I’m not super sure what to write here. I just feel like the year needs some sort of closure.
The room was packed with people on the last day. It was hot and sticky and we’d all been working hard [or watching Mean Girls] so we didn’t smell the best. But, as the tears started to make streaks in our sunscreen, suddenly everything was forgotten except for the people in the room. As prayers we said and thankyous were made, just continuing until we ran past time, the gravity of the situation fell on every shoulder- this was it. We were done. And we hugged regardless of how hot we were; we cried, spurred on by how tired we were; and we all left a lot later than we thought we would, unwilling to go.
I know I learned a lot and changed a lot this year. I got to do things I’ve always wanted to do but never had the chance, such as walking up to people and attempting to start genuine conversations about what they thought of Jesus. Not just soap box shouting, but actually setting aside time to allow people to express their opinions. Or getting involved in ministries I never had time for before, like scripture which has come to mean so much in such a short period of time. I had to do a lot of things I didn’t want to do. I had to learn how to slow down. There were a few times I had to admit I had done too much and pushed too hard. It turns out, mind doesn’t always win over matter especially when you’re particularly stubborn. I had to learn how to say sorry and really mean it, as people began to matter more than they had in a long time. I learned, in many ways, what I meant to people and that wasn’t always fun. I had to try and love people I didn’t like. I had to try and love people well.

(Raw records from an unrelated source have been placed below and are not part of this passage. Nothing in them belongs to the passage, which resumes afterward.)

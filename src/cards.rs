use std::time::{Duration, Instant};

/// Stable card identifier, assigned in deal order before shuffling.
pub type CardId = u16;

/// One card of a round. `content` is opaque to the engine; two cards form a
/// pair when their contents compare equal.
#[derive(Debug, Clone)]
pub struct Card<C> {
    pub id: CardId,
    pub content: C,
    pub is_face_up: bool,
    pub is_matched: bool,
    pub has_been_seen: bool,
    // Bonus timing: face-up time accrues only while the card is face up,
    // accumulated lazily from instants captured at flip time.
    pub(crate) bonus_time_limit: Duration,
    pub(crate) last_face_up: Option<Instant>,
    pub(crate) past_face_up_time: Duration,
}

impl<C> Card<C> {
    #[inline]
    pub(crate) fn new(id: CardId, content: C, bonus_time_limit: Duration) -> Self {
        Self {
            id,
            content,
            is_face_up: false,
            is_matched: false,
            has_been_seen: false,
            bonus_time_limit,
            last_face_up: None,
            past_face_up_time: Duration::ZERO,
        }
    }

    /// Bonus window for this card.
    #[inline]
    pub fn bonus_time_limit(&self) -> Duration {
        self.bonus_time_limit
    }

    /// Total time this card has spent face up, including the current stint.
    pub fn face_up_time(&self, now: Instant) -> Duration {
        match self.last_face_up {
            Some(since) if self.is_face_up => {
                self.past_face_up_time + now.saturating_duration_since(since)
            }
            _ => self.past_face_up_time,
        }
    }

    #[inline]
    pub(crate) fn turn_face_up(&mut self, now: Instant) {
        if !self.is_face_up {
            self.is_face_up = true;
            self.last_face_up = Some(now);
        }
    }

    #[inline]
    pub(crate) fn turn_face_down(&mut self, now: Instant) {
        if self.is_face_up {
            self.past_face_up_time = self.face_up_time(now);
            self.is_face_up = false;
            self.last_face_up = None;
        }
    }
}
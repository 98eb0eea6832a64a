pub mod health;

use axum::{
    routing::{get, post},
    Router,
};

use crate::resumes::handlers;
use crate::state::AppState;

pub fn build_router(state: AppState) -> Router {
    Router::new()
        .route("/health", get(health::health_handler))
        .route("/api/v1/resumes/:slug", get(handlers::handle_get_resume))
        .route(
            "/api/v1/resumes/:slug/preview",
            get(handlers::handle_preview),
        )
        .route("/api/v1/resumes/:slug/print", get(handlers::handle_print))
        .route(
            "/api/v1/resumes/:slug/export",
            post(handlers::handle_export),
        )
        .with_state(state)
}

#[cfg(test)]
mod tests {
    use super::*;
    use std::net::SocketAddr;
    use std::sync::Arc;
    use std::time::Duration;

    use async_trait::async_trait;
    use axum::{
        body::Body,
        http::{header, Request, StatusCode},
        Json,
    };
    use serde_json::{json, Value};
    use tower::ServiceExt;

    use crate::config::Config;
    use crate::export_client::ExportClient;
    use crate::models::resume::ResumeDocument;
    use crate::resumes::session::ExportSessions;
    use crate::sources::{ResumeSource, SourceError};

    struct FakeSource;

    #[async_trait]
    impl ResumeSource for FakeSource {
        async fn fetch(&self, slug: &str) -> Result<ResumeDocument, SourceError> {
            match slug {
                "jane-cruz" => Ok(serde_json::from_value(json!({
                    "slug": "jane-cruz",
                    "template": "executive",
                    "viewCount": 7,
                    "data": {
                        "summary": "Customer support lead",
                        "experience": [{ "title": "Team Lead", "company": "Acme" }],
                        "template": { "primaryColor": "#0ea5e9" }
                    },
                    "user": { "fullName": "Jane Cruz" }
                }))
                .map_err(|e| SourceError::Decode(e.to_string()))?),
                "private" => Err(SourceError::Access(slug.to_string())),
                _ => Err(SourceError::NotFound(slug.to_string())),
            }
        }

        fn backend(&self) -> &'static str {
            "fake"
        }
    }

    async fn spawn_export_service(delay: Duration) -> SocketAddr {
        let app = Router::new().route(
            "/generate-pdf",
            post(move |Json(body): Json<Value>| async move {
                tokio::time::sleep(delay).await;
                let name = body["fileName"].as_str().unwrap_or_default().to_string();
                (
                    [(header::CONTENT_TYPE, "application/pdf")],
                    format!("%PDF-1.7 {name}"),
                )
            }),
        );
        let listener = tokio::net::TcpListener::bind("127.0.0.1:0").await.unwrap();
        let addr = listener.local_addr().unwrap();
        tokio::spawn(async move {
            axum::serve(listener, app).await.unwrap();
        });
        addr
    }

    fn state_with(export_url: String) -> AppState {
        let timeout = Duration::from_secs(5);
        AppState {
            source: Arc::new(FakeSource),
            exporter: ExportClient::new(export_url.clone(), timeout).unwrap(),
            exports: Arc::new(ExportSessions::new()),
            config: Config {
                database_url: None,
                resume_api_url: Some("http://unused".into()),
                export_service_url: export_url,
                export_timeout: timeout,
                port: 0,
                rust_log: "info".into(),
            },
        }
    }

    async fn app() -> (Router, AppState) {
        let addr = spawn_export_service(Duration::ZERO).await;
        let state = state_with(format!("http://{addr}/generate-pdf"));
        (build_router(state.clone()), state)
    }

    fn get_req(uri: &str) -> Request<Body> {
        Request::builder().uri(uri).body(Body::empty()).unwrap()
    }

    fn post_req(uri: &str) -> Request<Body> {
        Request::builder()
            .method("POST")
            .uri(uri)
            .body(Body::empty())
            .unwrap()
    }

    async fn body_text(res: axum::response::Response) -> String {
        let bytes = axum::body::to_bytes(res.into_body(), usize::MAX).await.unwrap();
        String::from_utf8(bytes.to_vec()).unwrap()
    }

    #[tokio::test]
    async fn test_health_reports_backend() {
        let (app, _) = app().await;
        let res = app.oneshot(get_req("/health")).await.unwrap();
        assert_eq!(res.status(), StatusCode::OK);
        let json: Value = serde_json::from_str(&body_text(res).await).unwrap();
        assert_eq!(json["status"], "ok");
        assert_eq!(json["resume_source"], "fake");
    }

    #[tokio::test]
    async fn test_summary_reports_template_and_colours() {
        let (app, _) = app().await;
        let res = app.oneshot(get_req("/api/v1/resumes/jane-cruz")).await.unwrap();
        assert_eq!(res.status(), StatusCode::OK);
        let json: Value = serde_json::from_str(&body_text(res).await).unwrap();
        assert_eq!(json["template"], "executive");
        assert_eq!(json["primaryColor"], "#0ea5e9");
        assert_eq!(json["displayName"], "Jane Cruz");
        assert_eq!(json["viewCount"], 7);
        assert_eq!(json["exportInProgress"], false);
    }

    #[tokio::test]
    async fn test_missing_and_private_resumes() {
        let (app, _) = app().await;
        let res = app
            .clone()
            .oneshot(get_req("/api/v1/resumes/nobody"))
            .await
            .unwrap();
        assert_eq!(res.status(), StatusCode::NOT_FOUND);
        let json: Value = serde_json::from_str(&body_text(res).await).unwrap();
        assert_eq!(json["error"]["code"], "NOT_FOUND");

        let res = app.oneshot(get_req("/api/v1/resumes/private/print")).await.unwrap();
        assert_eq!(res.status(), StatusCode::FORBIDDEN);
    }

    #[tokio::test]
    async fn test_preview_and_print_render_html() {
        let (app, _) = app().await;
        let res = app
            .clone()
            .oneshot(get_req("/api/v1/resumes/jane-cruz/preview"))
            .await
            .unwrap();
        assert_eq!(res.status(), StatusCode::OK);
        let preview = body_text(res).await;
        assert!(preview.contains("Customer support lead"));
        assert!(!preview.contains("data-divider=\"true\""));

        let res = app
            .oneshot(get_req("/api/v1/resumes/jane-cruz/print"))
            .await
            .unwrap();
        assert_eq!(res.status(), StatusCode::OK);
        let print = body_text(res).await;
        assert!(print.contains("@page"));
        assert!(print.contains("<title>Jane Cruz - Resume | BPOC.IO</title>"));
    }

    #[tokio::test]
    async fn test_export_returns_pdf_attachment() {
        let (app, state) = app().await;
        let res = app
            .oneshot(post_req("/api/v1/resumes/jane-cruz/export"))
            .await
            .unwrap();
        assert_eq!(res.status(), StatusCode::OK);
        assert_eq!(res.headers()[header::CONTENT_TYPE], "application/pdf");
        assert_eq!(
            res.headers()[header::CONTENT_DISPOSITION],
            "attachment; filename=\"Jane-Cruz-BPOC-Resume.pdf\""
        );
        assert_eq!(body_text(res).await, "%PDF-1.7 Jane-Cruz-BPOC-Resume.pdf");

        let session = state.exports.get("jane-cruz");
        assert!(!session.busy);
        assert_eq!(session.exports_completed, 1);
    }

    #[tokio::test]
    async fn test_concurrent_export_is_rejected() {
        let addr = spawn_export_service(Duration::from_millis(500)).await;
        let state = state_with(format!("http://{addr}/generate-pdf"));
        let app = build_router(state.clone());

        let first = tokio::spawn({
            let app = app.clone();
            async move {
                app.oneshot(post_req("/api/v1/resumes/jane-cruz/export"))
                    .await
                    .unwrap()
            }
        });
        while !state.exports.get("jane-cruz").busy {
            tokio::time::sleep(Duration::from_millis(5)).await;
        }

        let second = app
            .oneshot(post_req("/api/v1/resumes/jane-cruz/export"))
            .await
            .unwrap();
        assert_eq!(second.status(), StatusCode::CONFLICT);
        assert_eq!(first.await.unwrap().status(), StatusCode::OK);
    }

    #[tokio::test]
    async fn test_unreachable_export_service_is_bad_gateway() {
        let listener = tokio::net::TcpListener::bind("127.0.0.1:0").await.unwrap();
        let addr = listener.local_addr().unwrap();
        drop(listener);
        let state = state_with(format!("http://{addr}/generate-pdf"));
        let app = build_router(state.clone());

        let res = app
            .oneshot(post_req("/api/v1/resumes/jane-cruz/export"))
            .await
            .unwrap();
        assert_eq!(res.status(), StatusCode::BAD_GATEWAY);
        let json: Value = serde_json::from_str(&body_text(res).await).unwrap();
        assert!(json["error"]["message"]
            .as_str()
            .unwrap()
            .starts_with("Network error"));

        let session = state.exports.get("jane-cruz");
        assert!(!session.busy);
        assert!(session.last_outcome.is_some());
    }
}
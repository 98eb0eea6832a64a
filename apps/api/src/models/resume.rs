use chrono::{DateTime, Utc};
use serde::{Deserialize, Serialize};
use serde_json::Value;
use sqlx::FromRow;
use uuid::Uuid;

/// A saved resume as served by the resume data API.
///
/// `content` is deliberately untyped: stored records come in several
/// historical shapes and are read through `content::ContentAccessor`.
#[derive(Debug, Clone, Serialize, Deserialize)]
#[serde(rename_all = "camelCase")]
pub struct ResumeDocument {
    #[serde(default)]
    pub id: String,
    pub slug: String,
    #[serde(default)]
    pub title: Option<String>,
    #[serde(default)]
    pub user_id: Option<String>,
    #[serde(default)]
    pub template: Option<String>,
    #[serde(default, alias = "data")]
    pub content: Value,
    #[serde(default)]
    pub is_public: bool,
    #[serde(default)]
    pub view_count: i64,
    #[serde(default)]
    pub created_at: Option<DateTime<Utc>>,
    #[serde(default)]
    pub updated_at: Option<DateTime<Utc>>,
    /// Owner profile joined in by the data API; last-resort source for header fields.
    #[serde(default, alias = "user")]
    pub owner: Option<OwnerProfile>,
}

#[derive(Debug, Clone, Default, Serialize, Deserialize)]
#[serde(rename_all = "camelCase")]
pub struct OwnerProfile {
    #[serde(default)]
    pub full_name: Option<String>,
    #[serde(default)]
    pub email: Option<String>,
    #[serde(default)]
    pub phone: Option<String>,
    #[serde(default)]
    pub location: Option<String>,
    #[serde(default)]
    pub position: Option<String>,
    #[serde(default)]
    pub avatar_url: Option<String>,
}

/// Row shape of `saved_resumes` joined with the owning user's profile.
#[derive(Debug, Clone, FromRow)]
pub struct SavedResumeRow {
    pub id: Uuid,
    pub slug: String,
    pub title: Option<String>,
    pub user_id: Uuid,
    pub template_used: Option<String>,
    pub resume_data: Value,
    pub is_public: bool,
    pub view_count: i32,
    pub created_at: DateTime<Utc>,
    pub updated_at: DateTime<Utc>,
    pub full_name: Option<String>,
    pub email: Option<String>,
    pub phone: Option<String>,
    pub location: Option<String>,
    pub position: Option<String>,
    pub avatar_url: Option<String>,
}

impl From<SavedResumeRow> for ResumeDocument {
    fn from(row: SavedResumeRow) -> Self {
        ResumeDocument {
            id: row.id.to_string(),
            slug: row.slug,
            title: row.title,
            user_id: Some(row.user_id.to_string()),
            template: row.template_used,
            content: row.resume_data,
            is_public: row.is_public,
            view_count: i64::from(row.view_count),
            created_at: Some(row.created_at),
            updated_at: Some(row.updated_at),
            owner: Some(OwnerProfile {
                full_name: row.full_name,
                email: row.email,
                phone: row.phone,
                location: row.location,
                position: row.position,
                avatar_url: row.avatar_url,
            }),
        }
    }
}

impl ResumeDocument {
    /// Name used for the export file and document title.
    pub fn display_name(&self) -> String {
        let owner_name = self
            .owner
            .as_ref()
            .and_then(|o| o.full_name.as_deref())
            .map(str::trim)
            .filter(|s| !s.is_empty());
        let content_name = self
            .content
            .get("name")
            .and_then(Value::as_str)
            .map(str::trim)
            .filter(|s| !s.is_empty());

        owner_name
            .or(content_name)
            .unwrap_or("Resume")
            .to_string()
    }
}
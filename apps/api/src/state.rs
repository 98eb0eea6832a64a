use std::sync::Arc;

use crate::config::Config;
use crate::export_client::ExportClient;
use crate::resumes::session::ExportSessions;
use crate::sources::ResumeSource;

/// Shared application state injected into all route handlers via Axum extractors.
#[derive(Clone)]
pub struct AppState {
    /// Where resume records come from. Postgres or the data API, picked at startup.
    pub source: Arc<dyn ResumeSource>,
    pub exporter: ExportClient,
    /// One export session per slug.
    pub exports: Arc<ExportSessions>,
    pub config: Config,
}
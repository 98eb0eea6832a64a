//! Resume endpoints: summary, on-screen preview, print snapshot and export.

pub mod handlers;
pub mod session;
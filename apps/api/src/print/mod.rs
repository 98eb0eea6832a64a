// Print snapshot: turns a rendered layout tree into a standalone A4 document
// for the export service.

pub mod divider;
pub mod document;
pub mod sanitize;
pub mod snapshot;
pub mod styles;

pub use snapshot::{build_snapshot, PrintSnapshot, SnapshotError, SnapshotMeta};
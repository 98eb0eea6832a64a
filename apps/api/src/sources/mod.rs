//! Resume sources: where stored resume records come from.
//!
//! `HttpResumeSource` reads through the resume data API; `PgResumeSource`
//! reads `saved_resumes` directly. `AppState` holds an `Arc<dyn ResumeSource>`
//! chosen at startup from configuration.

pub mod http;
pub mod postgres;

use async_trait::async_trait;
use thiserror::Error;

use crate::models::resume::ResumeDocument;

pub use http::HttpResumeSource;
pub use postgres::PgResumeSource;

#[derive(Debug, Error)]
pub enum SourceError {
    #[error("Resume '{0}' not found")]
    NotFound(String),

    #[error("Resume '{0}' is not accessible")]
    Access(String),

    #[error("Resume source unavailable: {0}")]
    Unavailable(String),

    #[error("Could not decode resume record: {0}")]
    Decode(String),

    #[error("Database error: {0}")]
    Database(#[from] sqlx::Error),
}

#[async_trait]
pub trait ResumeSource: Send + Sync {
    /// Fetches the record published under `slug`.
    async fn fetch(&self, slug: &str) -> Result<ResumeDocument, SourceError>;

    /// Backend name for logs and the health endpoint.
    fn backend(&self) -> &'static str;
}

And now, at the end of it all everyone is everywhere, in their own homes living their own lives. And, as much as I know people will try and meet up if they really want to, I’m also aware it’s not always easy. Facing the reality that there are some people I have come to love that I’m not going to see for a very long time is hard. Facing the reality that now I have to establish a new routine, and make new friends and fit into a new environment is really scary. But when I look around me I want to recognise that I’ve come out of year 13 different to how I’ve started it. More prepared, with more support. So, I think I’ll be okay.
I don’t know if I beat anxiety. I’ve learned to handle it better, although I still feel it creeping up on me like a black cat, digging its claws in here and there. I figure it’ll still be around to pounce every once in a while. But I also realised I can’t just wait for it- that’s being anxious about the anxiety. I know I’ve gotten better at ignoring it and soldiering on anyway. I dance at parties, I start conversations, I look in the mirror sometimes and like what I see. Other days, it’s harder. But it’s getting easier.
I went in to get friends and get to know God better. I did that.
I mind if I came out with more knowledge or if I found a boyfriend. I did that.
I didn’t go in to come out sad. I did that. But I don’t mind it so much.
So thanks, year 13.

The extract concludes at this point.